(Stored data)
----------------------------------------
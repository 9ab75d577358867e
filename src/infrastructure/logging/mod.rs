//! Logging infrastructure
//!
//! Structured logging using tracing and tracing-subscriber:
//! - pretty, compact or JSON console output on stderr
//! - optional JSON log file through tracing-appender

pub mod logger;

pub use logger::{LogFormat, LoggerImpl};
//! Infrastructure layer module
//!
//! This module contains the adapters to the outside world:
//! - External tool execution and the tool adapters behind the domain ports
//! - FASTA and tabular report parsing
//! - Run directory layout
//! - Configuration management
//! - Logging infrastructure
//!
//! Infrastructure implementations satisfy the port traits defined in the domain layer.

pub mod config;
pub mod fasta;
pub mod logging;
pub mod process;
pub mod report;
pub mod tools;
pub mod workspace;
pub mod commands;
pub mod output;
pub mod types;

pub use types::{Cli, Commands};

/// Print `err` with its cause chain and exit with status 1.
pub fn handle_error(err: anyhow::Error, json_mode: bool) -> ! {
    if json_mode {
        let causes: Vec<String> = err.chain().skip(1).map(ToString::to_string).collect();
        let body = serde_json::json!({
            "error": err.to_string(),
            "causes": causes,
        });
        println!("{}", serde_json::to_string_pretty(&body).unwrap_or_default());
    } else {
        eprintln!("Error: {err:#}");
    }
    std::process::exit(1)
}
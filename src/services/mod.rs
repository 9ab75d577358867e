pub mod database_lifecycle;
pub mod filter_adapter;
pub mod round_executor;

pub use database_lifecycle::{DatabaseHandle, DatabaseManager};
pub use filter_adapter::FilterAdapter;
pub use round_executor::RoundExecutor;
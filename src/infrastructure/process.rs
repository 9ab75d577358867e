//! External process execution.
//!
//! Every external tool is run from an explicit argument vector (no shell),
//! awaited to completion, and has its stdout/stderr appended to the shared
//! tool log of the run. A non-zero exit status is a [`ToolError::Failed`].

use std::ffi::{OsStr, OsString};
use std::fs::{File, OpenOptions};
use std::io::Write;
use std::path::{Path, PathBuf};
use std::process::Stdio;
use std::time::{Duration, Instant};
use tokio::process::Command;
use tokio::time::timeout;
use tracing::{debug, error, info};

use crate::domain::errors::{ToolError, ToolResult};

/// A single command line to execute.
#[derive(Debug, Clone, PartialEq, Eq)]
pub struct ToolInvocation {
    /// Human-readable step name, e.g. `"mmseqs search"`
    label: String,
    program: String,
    args: Vec<OsString>,
    /// Redirect stdout here instead of the tool log
    stdout: Option<PathBuf>,
}

impl ToolInvocation {
    pub fn new(label: impl Into<String>, program: impl Into<String>) -> Self {
        Self {
            label: label.into(),
            program: program.into(),
            args: Vec::new(),
            stdout: None,
        }
    }

    #[must_use]
    pub fn arg(mut self, arg: impl AsRef<OsStr>) -> Self {
        self.args.push(arg.as_ref().to_os_string());
        self
    }

    #[must_use]
    pub fn args<I, S>(mut self, args: I) -> Self
    where
        I: IntoIterator<Item = S>,
        S: AsRef<OsStr>,
    {
        self.args
            .extend(args.into_iter().map(|a| a.as_ref().to_os_string()));
        self
    }

    /// Capture the tool's stdout into `path` (truncating it).
    #[must_use]
    pub fn stdout_to(mut self, path: impl Into<PathBuf>) -> Self {
        self.stdout = Some(path.into());
        self
    }

    pub fn label(&self) -> &str {
        &self.label
    }

    pub fn program(&self) -> &str {
        &self.program
    }

    pub fn get_args(&self) -> &[OsString] {
        &self.args
    }

    pub fn stdout_path(&self) -> Option<&Path> {
        self.stdout.as_deref()
    }

    /// The command line as it would be typed, for logs.
    pub fn command_line(&self) -> String {
        let mut line = self.program.clone();
        for arg in &self.args {
            line.push(' ');
            line.push_str(&arg.to_string_lossy());
        }
        if let Some(path) = &self.stdout {
            line.push_str(" > ");
            line.push_str(&path.to_string_lossy());
        }
        line
    }
}

/// Runs [`ToolInvocation`]s against a shared log file.
#[derive(Debug, Clone)]
pub struct ToolRunner {
    log_path: PathBuf,
    timeout: Option<Duration>,
}

impl ToolRunner {
    pub fn new(log_path: impl Into<PathBuf>, timeout: Option<Duration>) -> Self {
        Self {
            log_path: log_path.into(),
            timeout,
        }
    }

    pub fn log_path(&self) -> &Path {
        &self.log_path
    }

    /// Run the invocation to completion.
    pub async fn run(&self, invocation: &ToolInvocation) -> ToolResult<()> {
        let tool = invocation.label().to_string();
        let io_err = |source| ToolError::Io {
            tool: tool.clone(),
            source,
        };

        info!(tool = %tool, "{}", invocation.label());
        debug!(tool = %tool, command = %invocation.command_line(), "Spawning");

        let mut log = OpenOptions::new()
            .create(true)
            .append(true)
            .open(&self.log_path)
            .map_err(io_err)?;
        writeln!(log, "### {}", invocation.command_line()).map_err(io_err)?;

        let stderr = Stdio::from(log.try_clone().map_err(io_err)?);
        let stdout = match invocation.stdout_path() {
            Some(path) => Stdio::from(File::create(path).map_err(io_err)?),
            None => Stdio::from(log),
        };

        let started = Instant::now();
        let mut child = Command::new(invocation.program())
            .args(invocation.get_args())
            .stdin(Stdio::null())
            .stdout(stdout)
            .stderr(stderr)
            .kill_on_drop(true)
            .spawn()
            .map_err(|source| {
                error!(tool = %tool, error = %source, "Failed to spawn tool");
                ToolError::Spawn {
                    tool: tool.clone(),
                    source,
                }
            })?;

        let status = match self.timeout {
            Some(limit) => match timeout(limit, child.wait()).await {
                Ok(status) => status.map_err(io_err)?,
                Err(_) => {
                    if let Err(e) = child.kill().await {
                        debug!(tool = %tool, error = %e, "Kill after timeout failed");
                    }
                    error!(tool = %tool, timeout_secs = limit.as_secs(), "Tool timed out");
                    return Err(ToolError::TimedOut {
                        tool,
                        timeout: limit,
                    });
                }
            },
            None => child.wait().await.map_err(io_err)?,
        };

        let elapsed_ms = u64::try_from(started.elapsed().as_millis()).unwrap_or(u64::MAX);
        if !status.success() {
            error!(tool = %tool, %status, elapsed_ms, "Tool failed");
            return Err(ToolError::Failed {
                tool,
                status,
                log: self.log_path.clone(),
            });
        }

        info!(tool = %tool, elapsed_ms, "Finished {}", invocation.label());
        Ok(())
    }
}
//! Domain errors for the iterative search pipeline.

use std::path::PathBuf;
use std::process::ExitStatus;
use std::time::Duration;
use thiserror::Error;

/// Failure of an external tool invocation.
///
/// Every variant is fatal to the run: external tools are never retried and
/// the round's intermediate files are left in place for inspection.
#[derive(Debug, Error)]
pub enum ToolError {
    #[error("Failed to spawn {tool}: {source}")]
    Spawn {
        tool: String,
        #[source]
        source: std::io::Error,
    },

    #[error("{tool} failed with {status} (see {} for tool output)", .log.display())]
    Failed {
        tool: String,
        status: ExitStatus,
        log: PathBuf,
    },

    #[error("{tool} timed out after {}s", .timeout.as_secs())]
    TimedOut { tool: String, timeout: Duration },

    #[error("I/O error while running {tool}: {source}")]
    Io {
        tool: String,
        #[source]
        source: std::io::Error,
    },
}

impl ToolError {
    /// Label of the tool that failed.
    pub fn tool(&self) -> &str {
        match self {
            Self::Spawn { tool, .. }
            | Self::Failed { tool, .. }
            | Self::TimedOut { tool, .. }
            | Self::Io { tool, .. } => tool,
        }
    }
}

pub type ToolResult<T> = Result<T, ToolError>;

/// Errors raised by the pipeline itself rather than by an external tool.
#[derive(Debug, Error)]
pub enum RunError {
    #[error("No {0} file was given")]
    InputNotSet(&'static str),

    #[error("{} does not exist.", .0.display())]
    MissingInput(PathBuf),

    #[error("Malformed sequence file {}: {message}", .path.display())]
    MalformedSequences { path: PathBuf, message: String },

    #[error("Malformed search report {}: {message}", .path.display())]
    MalformedReport { path: PathBuf, message: String },

    #[error(transparent)]
    Tool(#[from] ToolError),
}

pub type RunResult<T> = Result<T, RunError>;
//! itersearch CLI entry point.

use clap::Parser;

use itersearch::cli::{Cli, Commands};

#[tokio::main]
async fn main() {
    let cli = Cli::parse();

    let result = match cli.command {
        Commands::Run(args) => {
            itersearch::cli::commands::run::execute(args, cli.config.as_deref(), cli.json).await
        }
        Commands::Network(args) => itersearch::cli::commands::network::execute(&args, cli.json),
    };

    if let Err(err) = result {
        itersearch::cli::handle_error(err, cli.json);
    }
}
----------------------------------------
EXERCISE. If a line in the records includes "return", it counts toward the total; report that total by itself.

SOLUTION TO THIS PROBLEM. 2